__Data records__

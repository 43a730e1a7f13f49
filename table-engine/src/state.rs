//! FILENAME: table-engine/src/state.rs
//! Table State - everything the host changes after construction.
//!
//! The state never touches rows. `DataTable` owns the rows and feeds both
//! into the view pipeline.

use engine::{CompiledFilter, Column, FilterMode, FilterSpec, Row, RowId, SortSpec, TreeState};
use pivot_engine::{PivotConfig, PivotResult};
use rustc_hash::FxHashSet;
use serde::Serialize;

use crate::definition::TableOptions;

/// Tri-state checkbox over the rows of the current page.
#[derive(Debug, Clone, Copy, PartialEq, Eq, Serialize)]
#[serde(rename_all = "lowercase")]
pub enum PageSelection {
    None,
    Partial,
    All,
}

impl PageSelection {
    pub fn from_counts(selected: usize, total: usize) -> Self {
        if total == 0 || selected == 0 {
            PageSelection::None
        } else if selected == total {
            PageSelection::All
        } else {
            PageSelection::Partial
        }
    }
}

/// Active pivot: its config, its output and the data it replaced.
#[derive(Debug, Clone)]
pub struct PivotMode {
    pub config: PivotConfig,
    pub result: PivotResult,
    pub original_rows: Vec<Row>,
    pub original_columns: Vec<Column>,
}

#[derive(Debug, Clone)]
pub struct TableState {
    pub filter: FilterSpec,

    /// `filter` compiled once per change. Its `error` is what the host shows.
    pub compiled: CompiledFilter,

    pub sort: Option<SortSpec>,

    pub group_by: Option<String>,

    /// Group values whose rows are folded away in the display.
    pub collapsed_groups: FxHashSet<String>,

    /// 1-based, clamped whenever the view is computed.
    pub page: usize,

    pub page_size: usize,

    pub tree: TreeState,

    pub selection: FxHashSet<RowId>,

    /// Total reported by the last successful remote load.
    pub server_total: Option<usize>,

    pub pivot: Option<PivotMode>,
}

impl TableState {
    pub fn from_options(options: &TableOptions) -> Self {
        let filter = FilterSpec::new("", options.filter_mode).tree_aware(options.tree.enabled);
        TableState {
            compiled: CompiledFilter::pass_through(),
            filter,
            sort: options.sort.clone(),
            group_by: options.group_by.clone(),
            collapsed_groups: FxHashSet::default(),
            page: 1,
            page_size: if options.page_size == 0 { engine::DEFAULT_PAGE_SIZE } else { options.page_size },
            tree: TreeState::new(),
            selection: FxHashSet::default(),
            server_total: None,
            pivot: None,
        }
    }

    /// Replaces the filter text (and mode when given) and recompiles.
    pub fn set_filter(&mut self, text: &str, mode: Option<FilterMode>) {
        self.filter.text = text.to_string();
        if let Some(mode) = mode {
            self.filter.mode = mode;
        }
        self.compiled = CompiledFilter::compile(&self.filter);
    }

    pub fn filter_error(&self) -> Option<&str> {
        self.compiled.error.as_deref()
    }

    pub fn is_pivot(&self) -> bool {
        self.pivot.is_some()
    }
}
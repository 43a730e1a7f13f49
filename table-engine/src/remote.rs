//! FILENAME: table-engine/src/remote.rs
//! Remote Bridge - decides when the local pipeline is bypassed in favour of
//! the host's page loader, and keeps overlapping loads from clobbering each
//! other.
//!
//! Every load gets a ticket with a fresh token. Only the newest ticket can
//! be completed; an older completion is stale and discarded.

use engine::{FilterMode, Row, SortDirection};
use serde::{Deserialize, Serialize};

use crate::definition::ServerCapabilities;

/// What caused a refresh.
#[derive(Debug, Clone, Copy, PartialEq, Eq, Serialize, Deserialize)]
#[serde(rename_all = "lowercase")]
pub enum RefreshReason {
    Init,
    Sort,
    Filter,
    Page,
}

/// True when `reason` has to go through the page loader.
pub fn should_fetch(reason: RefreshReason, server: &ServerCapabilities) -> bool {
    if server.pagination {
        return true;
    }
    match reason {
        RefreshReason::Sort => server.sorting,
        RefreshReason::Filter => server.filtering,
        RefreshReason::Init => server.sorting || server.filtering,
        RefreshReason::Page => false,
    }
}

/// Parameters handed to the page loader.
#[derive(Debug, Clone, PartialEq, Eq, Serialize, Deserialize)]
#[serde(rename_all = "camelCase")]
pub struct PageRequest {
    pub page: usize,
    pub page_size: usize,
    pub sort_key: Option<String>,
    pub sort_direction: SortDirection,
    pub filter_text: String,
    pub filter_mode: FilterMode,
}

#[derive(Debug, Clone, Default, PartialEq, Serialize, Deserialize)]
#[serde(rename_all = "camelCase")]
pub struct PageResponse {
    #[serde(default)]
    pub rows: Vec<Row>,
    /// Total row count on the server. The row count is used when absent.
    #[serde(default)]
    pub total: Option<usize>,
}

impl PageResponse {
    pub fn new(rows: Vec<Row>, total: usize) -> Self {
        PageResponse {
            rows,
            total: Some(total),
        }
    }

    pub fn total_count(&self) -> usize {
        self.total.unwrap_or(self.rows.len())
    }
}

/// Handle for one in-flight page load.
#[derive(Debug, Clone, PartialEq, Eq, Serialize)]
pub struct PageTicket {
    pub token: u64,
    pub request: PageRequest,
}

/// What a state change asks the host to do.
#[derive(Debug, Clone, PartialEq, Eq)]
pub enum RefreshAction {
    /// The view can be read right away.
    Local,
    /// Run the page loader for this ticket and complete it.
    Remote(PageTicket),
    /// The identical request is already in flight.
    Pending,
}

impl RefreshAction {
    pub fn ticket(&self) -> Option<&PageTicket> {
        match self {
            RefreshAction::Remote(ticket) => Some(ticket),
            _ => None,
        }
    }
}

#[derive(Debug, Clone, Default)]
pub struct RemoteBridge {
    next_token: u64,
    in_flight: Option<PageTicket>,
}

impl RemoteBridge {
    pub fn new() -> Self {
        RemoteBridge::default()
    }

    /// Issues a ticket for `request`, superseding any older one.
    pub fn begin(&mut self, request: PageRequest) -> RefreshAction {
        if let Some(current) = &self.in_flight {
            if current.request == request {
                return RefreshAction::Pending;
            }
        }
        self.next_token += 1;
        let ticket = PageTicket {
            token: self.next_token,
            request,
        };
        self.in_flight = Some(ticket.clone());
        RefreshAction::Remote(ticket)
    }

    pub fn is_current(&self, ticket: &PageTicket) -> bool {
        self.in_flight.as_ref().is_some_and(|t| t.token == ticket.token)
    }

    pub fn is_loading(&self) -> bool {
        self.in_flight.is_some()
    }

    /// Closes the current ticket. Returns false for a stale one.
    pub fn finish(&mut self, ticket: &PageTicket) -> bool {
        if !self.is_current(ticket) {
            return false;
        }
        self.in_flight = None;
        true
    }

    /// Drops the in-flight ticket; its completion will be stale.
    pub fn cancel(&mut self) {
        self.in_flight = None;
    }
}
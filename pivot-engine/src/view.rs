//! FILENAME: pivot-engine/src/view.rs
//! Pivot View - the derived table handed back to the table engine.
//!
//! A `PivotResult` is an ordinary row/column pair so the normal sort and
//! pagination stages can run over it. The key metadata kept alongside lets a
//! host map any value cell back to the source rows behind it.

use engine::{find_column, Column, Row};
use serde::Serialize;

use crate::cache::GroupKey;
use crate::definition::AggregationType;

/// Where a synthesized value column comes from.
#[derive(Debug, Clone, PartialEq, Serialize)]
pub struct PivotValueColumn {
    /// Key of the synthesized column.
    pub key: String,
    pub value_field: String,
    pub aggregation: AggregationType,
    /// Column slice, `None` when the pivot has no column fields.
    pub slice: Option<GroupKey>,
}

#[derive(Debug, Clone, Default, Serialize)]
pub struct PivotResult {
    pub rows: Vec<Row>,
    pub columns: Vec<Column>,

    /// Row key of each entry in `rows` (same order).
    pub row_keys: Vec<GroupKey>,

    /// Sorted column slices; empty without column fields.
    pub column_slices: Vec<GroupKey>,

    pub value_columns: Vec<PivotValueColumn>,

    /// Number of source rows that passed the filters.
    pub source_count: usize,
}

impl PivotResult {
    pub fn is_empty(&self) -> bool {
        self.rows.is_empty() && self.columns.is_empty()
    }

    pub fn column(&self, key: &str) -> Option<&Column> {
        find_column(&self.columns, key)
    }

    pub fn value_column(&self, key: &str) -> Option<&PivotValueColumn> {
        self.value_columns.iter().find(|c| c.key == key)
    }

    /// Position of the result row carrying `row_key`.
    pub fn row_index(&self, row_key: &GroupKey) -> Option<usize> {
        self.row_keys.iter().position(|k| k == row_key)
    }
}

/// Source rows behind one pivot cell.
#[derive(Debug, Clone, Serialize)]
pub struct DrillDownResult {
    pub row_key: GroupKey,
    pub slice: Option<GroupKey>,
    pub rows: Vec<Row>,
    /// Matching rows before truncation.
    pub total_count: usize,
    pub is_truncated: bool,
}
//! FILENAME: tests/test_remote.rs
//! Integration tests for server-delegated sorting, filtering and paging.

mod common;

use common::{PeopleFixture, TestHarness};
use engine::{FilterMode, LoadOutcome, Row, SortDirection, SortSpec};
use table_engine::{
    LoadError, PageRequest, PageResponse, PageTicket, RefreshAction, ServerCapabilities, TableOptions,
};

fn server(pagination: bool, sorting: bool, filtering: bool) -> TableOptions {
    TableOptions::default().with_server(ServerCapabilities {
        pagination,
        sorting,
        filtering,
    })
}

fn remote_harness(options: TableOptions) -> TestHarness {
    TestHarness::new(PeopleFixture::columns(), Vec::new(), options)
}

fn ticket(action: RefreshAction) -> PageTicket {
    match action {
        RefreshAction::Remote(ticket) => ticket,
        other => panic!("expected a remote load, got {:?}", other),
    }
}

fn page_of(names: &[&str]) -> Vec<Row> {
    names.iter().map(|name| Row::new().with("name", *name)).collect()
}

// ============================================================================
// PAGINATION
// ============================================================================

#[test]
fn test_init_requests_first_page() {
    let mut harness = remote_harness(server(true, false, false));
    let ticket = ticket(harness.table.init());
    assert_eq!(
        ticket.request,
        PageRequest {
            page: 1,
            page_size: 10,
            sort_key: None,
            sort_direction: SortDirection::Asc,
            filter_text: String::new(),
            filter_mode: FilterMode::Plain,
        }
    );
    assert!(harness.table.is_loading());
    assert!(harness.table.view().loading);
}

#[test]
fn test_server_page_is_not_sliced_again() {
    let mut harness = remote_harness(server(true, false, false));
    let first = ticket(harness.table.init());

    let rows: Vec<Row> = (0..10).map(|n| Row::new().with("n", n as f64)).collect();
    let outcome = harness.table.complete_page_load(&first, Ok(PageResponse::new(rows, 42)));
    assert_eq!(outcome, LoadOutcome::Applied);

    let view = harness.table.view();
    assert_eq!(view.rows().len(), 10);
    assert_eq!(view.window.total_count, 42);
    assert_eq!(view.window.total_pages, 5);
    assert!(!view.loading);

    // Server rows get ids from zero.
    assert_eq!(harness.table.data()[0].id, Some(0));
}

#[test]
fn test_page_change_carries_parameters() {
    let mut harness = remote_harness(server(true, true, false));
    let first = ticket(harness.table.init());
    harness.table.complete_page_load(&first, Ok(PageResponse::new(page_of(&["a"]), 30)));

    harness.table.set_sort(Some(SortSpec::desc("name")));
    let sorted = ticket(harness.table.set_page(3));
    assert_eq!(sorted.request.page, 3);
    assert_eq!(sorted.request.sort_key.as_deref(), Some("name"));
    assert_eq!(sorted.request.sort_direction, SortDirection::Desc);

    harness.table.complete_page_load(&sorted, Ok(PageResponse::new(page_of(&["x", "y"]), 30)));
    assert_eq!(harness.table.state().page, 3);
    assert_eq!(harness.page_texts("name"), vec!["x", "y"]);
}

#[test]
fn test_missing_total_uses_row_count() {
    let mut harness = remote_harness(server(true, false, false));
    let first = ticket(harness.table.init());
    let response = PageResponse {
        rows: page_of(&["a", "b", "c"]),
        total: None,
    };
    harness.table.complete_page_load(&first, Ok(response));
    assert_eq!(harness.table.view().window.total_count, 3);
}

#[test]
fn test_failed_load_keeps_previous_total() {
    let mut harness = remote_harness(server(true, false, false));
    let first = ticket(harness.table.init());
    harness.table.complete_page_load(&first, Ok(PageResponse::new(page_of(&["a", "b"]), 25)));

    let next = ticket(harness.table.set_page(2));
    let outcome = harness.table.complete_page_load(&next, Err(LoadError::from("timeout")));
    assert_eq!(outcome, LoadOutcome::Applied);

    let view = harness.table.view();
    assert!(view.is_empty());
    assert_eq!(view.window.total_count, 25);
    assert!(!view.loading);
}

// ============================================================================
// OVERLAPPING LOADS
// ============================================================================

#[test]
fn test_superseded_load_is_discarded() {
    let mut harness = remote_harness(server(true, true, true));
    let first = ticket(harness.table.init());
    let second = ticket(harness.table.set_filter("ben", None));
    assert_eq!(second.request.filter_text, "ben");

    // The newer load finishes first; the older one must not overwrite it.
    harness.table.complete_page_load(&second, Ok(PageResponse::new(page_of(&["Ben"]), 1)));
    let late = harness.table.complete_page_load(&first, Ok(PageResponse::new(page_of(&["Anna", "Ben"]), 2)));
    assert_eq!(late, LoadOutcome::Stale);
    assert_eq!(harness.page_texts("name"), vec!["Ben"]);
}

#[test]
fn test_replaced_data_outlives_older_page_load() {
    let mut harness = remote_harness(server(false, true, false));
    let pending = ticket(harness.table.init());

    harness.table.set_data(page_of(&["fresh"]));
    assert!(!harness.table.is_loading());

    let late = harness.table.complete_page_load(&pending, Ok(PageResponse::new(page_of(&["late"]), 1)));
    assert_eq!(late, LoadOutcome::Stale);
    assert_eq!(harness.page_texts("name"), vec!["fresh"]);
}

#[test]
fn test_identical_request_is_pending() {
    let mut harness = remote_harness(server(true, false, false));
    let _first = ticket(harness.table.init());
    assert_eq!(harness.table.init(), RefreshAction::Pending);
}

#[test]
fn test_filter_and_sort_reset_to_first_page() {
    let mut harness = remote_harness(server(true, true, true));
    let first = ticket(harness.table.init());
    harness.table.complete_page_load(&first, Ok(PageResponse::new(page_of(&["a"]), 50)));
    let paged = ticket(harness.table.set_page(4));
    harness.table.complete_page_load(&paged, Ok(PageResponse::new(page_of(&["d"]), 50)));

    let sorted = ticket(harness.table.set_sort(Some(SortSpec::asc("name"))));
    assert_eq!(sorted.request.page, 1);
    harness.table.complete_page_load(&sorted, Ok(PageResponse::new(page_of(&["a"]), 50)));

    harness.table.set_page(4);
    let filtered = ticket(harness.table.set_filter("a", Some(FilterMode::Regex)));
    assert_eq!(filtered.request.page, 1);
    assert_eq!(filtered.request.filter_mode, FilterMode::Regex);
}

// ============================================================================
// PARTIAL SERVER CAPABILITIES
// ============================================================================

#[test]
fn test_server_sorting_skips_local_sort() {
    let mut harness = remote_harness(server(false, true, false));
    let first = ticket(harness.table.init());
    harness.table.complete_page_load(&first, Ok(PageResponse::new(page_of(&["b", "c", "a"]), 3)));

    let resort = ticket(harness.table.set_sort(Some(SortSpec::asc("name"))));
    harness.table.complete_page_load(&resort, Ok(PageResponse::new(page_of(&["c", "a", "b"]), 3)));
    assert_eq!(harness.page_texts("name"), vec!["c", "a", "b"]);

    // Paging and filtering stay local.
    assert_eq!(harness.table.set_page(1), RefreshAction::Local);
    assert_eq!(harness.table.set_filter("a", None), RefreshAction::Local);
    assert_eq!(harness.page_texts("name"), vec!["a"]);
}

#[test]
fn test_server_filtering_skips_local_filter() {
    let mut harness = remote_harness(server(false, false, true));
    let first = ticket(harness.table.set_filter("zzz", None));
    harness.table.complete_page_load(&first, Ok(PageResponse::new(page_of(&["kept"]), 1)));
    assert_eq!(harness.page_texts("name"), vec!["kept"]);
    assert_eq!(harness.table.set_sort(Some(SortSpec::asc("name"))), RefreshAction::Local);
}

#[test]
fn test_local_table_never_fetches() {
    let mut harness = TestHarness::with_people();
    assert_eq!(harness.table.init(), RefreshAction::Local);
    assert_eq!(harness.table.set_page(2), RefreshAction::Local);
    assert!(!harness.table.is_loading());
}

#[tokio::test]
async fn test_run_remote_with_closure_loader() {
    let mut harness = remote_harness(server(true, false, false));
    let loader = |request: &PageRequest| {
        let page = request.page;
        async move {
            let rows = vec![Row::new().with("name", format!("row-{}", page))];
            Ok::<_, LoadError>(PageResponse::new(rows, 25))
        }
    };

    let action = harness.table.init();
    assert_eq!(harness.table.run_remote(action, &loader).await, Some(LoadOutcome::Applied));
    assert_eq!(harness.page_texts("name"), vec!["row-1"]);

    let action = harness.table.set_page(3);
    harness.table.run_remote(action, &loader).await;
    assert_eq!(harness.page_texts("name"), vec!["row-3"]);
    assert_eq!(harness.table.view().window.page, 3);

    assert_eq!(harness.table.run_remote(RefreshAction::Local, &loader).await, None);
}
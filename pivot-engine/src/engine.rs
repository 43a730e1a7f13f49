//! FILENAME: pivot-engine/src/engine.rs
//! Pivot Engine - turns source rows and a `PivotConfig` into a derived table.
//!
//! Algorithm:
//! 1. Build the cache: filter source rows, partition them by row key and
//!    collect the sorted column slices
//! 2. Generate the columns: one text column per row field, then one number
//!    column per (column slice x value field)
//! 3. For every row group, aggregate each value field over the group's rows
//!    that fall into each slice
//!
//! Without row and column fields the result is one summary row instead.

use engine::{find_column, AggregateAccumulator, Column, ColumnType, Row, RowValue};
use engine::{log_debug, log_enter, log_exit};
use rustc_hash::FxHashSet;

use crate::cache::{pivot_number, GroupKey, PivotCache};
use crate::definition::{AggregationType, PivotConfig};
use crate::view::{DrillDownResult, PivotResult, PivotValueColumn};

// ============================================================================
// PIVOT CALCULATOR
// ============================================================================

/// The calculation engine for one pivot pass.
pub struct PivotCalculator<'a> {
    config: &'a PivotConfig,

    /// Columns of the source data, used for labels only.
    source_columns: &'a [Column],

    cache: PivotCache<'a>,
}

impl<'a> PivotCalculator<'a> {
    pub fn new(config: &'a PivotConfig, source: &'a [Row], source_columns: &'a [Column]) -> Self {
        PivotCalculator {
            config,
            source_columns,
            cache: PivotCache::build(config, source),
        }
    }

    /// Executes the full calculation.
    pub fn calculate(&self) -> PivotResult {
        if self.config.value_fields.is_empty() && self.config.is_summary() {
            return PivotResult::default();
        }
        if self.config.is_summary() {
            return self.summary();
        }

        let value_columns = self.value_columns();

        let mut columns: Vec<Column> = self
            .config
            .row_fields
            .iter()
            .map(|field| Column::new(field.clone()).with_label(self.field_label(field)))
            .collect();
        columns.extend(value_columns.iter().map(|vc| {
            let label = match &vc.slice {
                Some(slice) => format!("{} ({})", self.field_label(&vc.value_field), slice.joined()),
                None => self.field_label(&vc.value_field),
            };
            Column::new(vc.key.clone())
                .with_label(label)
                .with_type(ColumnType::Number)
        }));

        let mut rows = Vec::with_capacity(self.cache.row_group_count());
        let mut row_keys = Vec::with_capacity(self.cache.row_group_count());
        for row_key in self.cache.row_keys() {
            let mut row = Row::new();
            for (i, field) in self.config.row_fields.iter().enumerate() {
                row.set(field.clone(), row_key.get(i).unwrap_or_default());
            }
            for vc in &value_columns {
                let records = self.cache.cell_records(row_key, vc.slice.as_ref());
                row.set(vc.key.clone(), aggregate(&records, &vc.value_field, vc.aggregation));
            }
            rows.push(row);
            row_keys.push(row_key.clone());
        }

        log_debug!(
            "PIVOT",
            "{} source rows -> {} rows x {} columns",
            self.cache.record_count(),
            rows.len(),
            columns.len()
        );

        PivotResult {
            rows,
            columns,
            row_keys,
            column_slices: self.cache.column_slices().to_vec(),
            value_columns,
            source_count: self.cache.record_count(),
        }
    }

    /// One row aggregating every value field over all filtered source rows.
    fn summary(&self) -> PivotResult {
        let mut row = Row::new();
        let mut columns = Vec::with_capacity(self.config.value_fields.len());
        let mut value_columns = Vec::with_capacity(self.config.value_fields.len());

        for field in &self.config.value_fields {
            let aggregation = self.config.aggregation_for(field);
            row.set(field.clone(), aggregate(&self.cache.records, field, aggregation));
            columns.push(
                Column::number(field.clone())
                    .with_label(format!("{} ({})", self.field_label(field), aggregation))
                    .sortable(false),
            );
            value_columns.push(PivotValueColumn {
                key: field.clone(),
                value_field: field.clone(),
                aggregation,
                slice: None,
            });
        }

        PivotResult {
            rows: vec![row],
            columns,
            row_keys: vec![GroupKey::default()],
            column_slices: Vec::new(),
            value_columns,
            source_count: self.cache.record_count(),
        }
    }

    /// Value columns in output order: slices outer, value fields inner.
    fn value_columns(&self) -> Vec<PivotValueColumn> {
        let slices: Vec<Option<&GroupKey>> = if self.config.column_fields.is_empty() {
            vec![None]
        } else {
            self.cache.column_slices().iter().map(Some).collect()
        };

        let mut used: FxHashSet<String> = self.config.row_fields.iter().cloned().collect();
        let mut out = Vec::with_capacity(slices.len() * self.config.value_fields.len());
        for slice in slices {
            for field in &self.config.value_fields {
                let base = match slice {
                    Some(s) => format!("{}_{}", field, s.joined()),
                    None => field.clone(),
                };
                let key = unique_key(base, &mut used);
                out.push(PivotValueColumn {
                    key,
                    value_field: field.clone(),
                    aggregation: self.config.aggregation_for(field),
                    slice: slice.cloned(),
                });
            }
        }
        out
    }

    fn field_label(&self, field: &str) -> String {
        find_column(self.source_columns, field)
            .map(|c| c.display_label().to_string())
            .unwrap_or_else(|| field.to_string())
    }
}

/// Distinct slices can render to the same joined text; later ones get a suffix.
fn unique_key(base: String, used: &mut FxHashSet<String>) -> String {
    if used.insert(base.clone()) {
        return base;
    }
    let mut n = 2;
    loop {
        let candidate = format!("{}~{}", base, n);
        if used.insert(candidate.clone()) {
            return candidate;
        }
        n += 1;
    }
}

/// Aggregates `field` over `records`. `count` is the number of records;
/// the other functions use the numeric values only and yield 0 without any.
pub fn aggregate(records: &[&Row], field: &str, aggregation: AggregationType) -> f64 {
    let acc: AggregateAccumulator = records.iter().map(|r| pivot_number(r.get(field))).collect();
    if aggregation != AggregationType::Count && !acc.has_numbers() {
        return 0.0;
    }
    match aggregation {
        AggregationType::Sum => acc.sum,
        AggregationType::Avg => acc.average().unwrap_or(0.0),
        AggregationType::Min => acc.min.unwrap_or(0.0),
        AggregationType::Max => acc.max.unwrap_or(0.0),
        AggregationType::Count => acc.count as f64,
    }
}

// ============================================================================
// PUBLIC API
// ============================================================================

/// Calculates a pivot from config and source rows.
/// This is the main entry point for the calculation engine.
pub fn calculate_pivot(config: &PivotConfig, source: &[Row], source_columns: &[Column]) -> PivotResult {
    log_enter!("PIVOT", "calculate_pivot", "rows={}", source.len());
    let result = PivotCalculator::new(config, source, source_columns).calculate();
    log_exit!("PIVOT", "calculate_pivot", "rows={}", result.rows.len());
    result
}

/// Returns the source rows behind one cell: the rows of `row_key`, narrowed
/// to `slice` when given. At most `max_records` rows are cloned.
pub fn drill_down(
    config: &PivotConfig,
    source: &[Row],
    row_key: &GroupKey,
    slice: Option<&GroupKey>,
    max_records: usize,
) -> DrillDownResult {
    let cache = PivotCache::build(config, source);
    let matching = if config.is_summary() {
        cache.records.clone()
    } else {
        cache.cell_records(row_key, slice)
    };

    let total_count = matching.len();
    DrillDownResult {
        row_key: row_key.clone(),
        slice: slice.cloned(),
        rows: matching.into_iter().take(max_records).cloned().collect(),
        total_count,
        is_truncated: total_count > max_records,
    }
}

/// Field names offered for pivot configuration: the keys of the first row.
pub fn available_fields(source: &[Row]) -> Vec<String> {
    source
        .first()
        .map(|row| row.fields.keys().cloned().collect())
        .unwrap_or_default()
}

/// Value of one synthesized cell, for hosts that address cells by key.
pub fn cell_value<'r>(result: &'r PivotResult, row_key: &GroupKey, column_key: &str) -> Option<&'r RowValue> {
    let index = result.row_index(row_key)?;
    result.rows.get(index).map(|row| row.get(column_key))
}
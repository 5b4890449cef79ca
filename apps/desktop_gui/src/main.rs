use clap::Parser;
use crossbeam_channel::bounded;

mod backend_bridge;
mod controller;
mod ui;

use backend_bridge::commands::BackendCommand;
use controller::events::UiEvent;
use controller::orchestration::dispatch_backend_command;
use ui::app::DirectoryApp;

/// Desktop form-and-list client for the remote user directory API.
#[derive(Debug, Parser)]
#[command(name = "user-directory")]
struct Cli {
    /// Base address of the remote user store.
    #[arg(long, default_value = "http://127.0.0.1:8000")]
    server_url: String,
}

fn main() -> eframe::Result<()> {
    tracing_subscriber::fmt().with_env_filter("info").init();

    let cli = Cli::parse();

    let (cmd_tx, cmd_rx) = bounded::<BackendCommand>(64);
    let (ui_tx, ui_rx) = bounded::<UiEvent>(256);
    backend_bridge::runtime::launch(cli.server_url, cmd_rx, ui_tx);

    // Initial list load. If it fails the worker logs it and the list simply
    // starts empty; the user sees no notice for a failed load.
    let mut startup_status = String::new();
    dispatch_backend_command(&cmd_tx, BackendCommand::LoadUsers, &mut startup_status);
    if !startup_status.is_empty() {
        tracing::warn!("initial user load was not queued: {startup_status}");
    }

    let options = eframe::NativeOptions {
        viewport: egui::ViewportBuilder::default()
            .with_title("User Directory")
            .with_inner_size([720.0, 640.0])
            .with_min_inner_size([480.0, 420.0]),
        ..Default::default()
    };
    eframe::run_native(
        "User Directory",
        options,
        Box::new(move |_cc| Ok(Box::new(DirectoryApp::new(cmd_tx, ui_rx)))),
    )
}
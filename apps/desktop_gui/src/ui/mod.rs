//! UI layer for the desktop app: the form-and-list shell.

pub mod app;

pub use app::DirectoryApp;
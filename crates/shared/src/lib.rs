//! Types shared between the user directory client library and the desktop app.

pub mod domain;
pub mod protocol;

__Work instruction__
The output consists solely of the lines from the line that contains "filename apps/desktop_gui/src/ui/mod.rs" through the final line of the data.

__Expected answer__
filename apps/desktop_gui/src/ui/mod.rs
//! UI layer for the desktop app: the form-and-list shell.

pub mod app;

pub use app::DirectoryApp;
filename crates/shared/src/lib.rs
//! Types shared between the user directory client library and the desktop app.

pub mod domain;
pub mod protocol;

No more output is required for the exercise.